::: DATA EXTRACTS
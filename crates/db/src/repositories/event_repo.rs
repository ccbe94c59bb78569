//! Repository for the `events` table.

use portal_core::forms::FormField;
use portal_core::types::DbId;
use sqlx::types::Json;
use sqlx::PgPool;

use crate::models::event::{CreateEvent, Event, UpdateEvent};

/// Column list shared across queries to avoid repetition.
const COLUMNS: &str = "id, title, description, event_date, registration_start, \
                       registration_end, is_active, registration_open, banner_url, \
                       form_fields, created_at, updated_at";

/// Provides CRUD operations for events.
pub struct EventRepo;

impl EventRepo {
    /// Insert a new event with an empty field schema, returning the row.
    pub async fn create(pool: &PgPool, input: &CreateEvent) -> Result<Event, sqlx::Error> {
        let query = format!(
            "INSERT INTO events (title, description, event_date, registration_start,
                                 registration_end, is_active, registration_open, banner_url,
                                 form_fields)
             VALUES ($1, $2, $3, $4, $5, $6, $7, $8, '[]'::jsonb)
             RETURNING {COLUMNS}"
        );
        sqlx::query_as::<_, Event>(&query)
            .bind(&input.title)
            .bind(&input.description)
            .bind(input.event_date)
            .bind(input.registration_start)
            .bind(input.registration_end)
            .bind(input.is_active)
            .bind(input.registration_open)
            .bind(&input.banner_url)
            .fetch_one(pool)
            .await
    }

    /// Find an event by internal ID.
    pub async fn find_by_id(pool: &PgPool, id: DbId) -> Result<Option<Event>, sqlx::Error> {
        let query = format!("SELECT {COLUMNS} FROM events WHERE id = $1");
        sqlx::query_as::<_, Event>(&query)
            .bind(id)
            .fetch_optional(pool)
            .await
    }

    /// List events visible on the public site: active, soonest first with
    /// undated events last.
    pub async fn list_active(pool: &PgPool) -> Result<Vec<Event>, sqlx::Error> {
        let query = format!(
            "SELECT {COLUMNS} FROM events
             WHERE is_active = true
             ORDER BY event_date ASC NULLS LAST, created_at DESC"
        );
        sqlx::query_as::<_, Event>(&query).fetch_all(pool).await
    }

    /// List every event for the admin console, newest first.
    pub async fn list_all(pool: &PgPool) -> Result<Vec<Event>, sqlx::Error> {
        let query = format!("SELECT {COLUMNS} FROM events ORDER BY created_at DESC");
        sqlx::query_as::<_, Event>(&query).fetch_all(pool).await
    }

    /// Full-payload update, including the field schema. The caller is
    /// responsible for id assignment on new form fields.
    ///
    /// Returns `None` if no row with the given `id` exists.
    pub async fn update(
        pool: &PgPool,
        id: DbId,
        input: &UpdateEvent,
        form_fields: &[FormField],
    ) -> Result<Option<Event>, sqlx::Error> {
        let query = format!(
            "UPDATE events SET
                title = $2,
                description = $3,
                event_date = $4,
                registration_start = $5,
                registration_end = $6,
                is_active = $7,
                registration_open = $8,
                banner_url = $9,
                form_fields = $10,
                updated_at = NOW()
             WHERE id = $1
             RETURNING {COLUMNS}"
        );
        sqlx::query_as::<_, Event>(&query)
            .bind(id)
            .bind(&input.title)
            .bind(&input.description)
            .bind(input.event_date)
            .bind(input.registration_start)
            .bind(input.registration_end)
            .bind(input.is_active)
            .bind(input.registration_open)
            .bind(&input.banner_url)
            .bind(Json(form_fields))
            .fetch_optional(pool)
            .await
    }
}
::::::
TASK TO CARRY OUT → Extract each line holding the word "description" from the records.

SOLUTION FOR THIS EXERCISE →
const COLUMNS: &str = "id, title, description, event_date, registration_start, \
            "INSERT INTO events (title, description, event_date, registration_start,
            .bind(&input.description)
                description = $3,
            .bind(&input.description)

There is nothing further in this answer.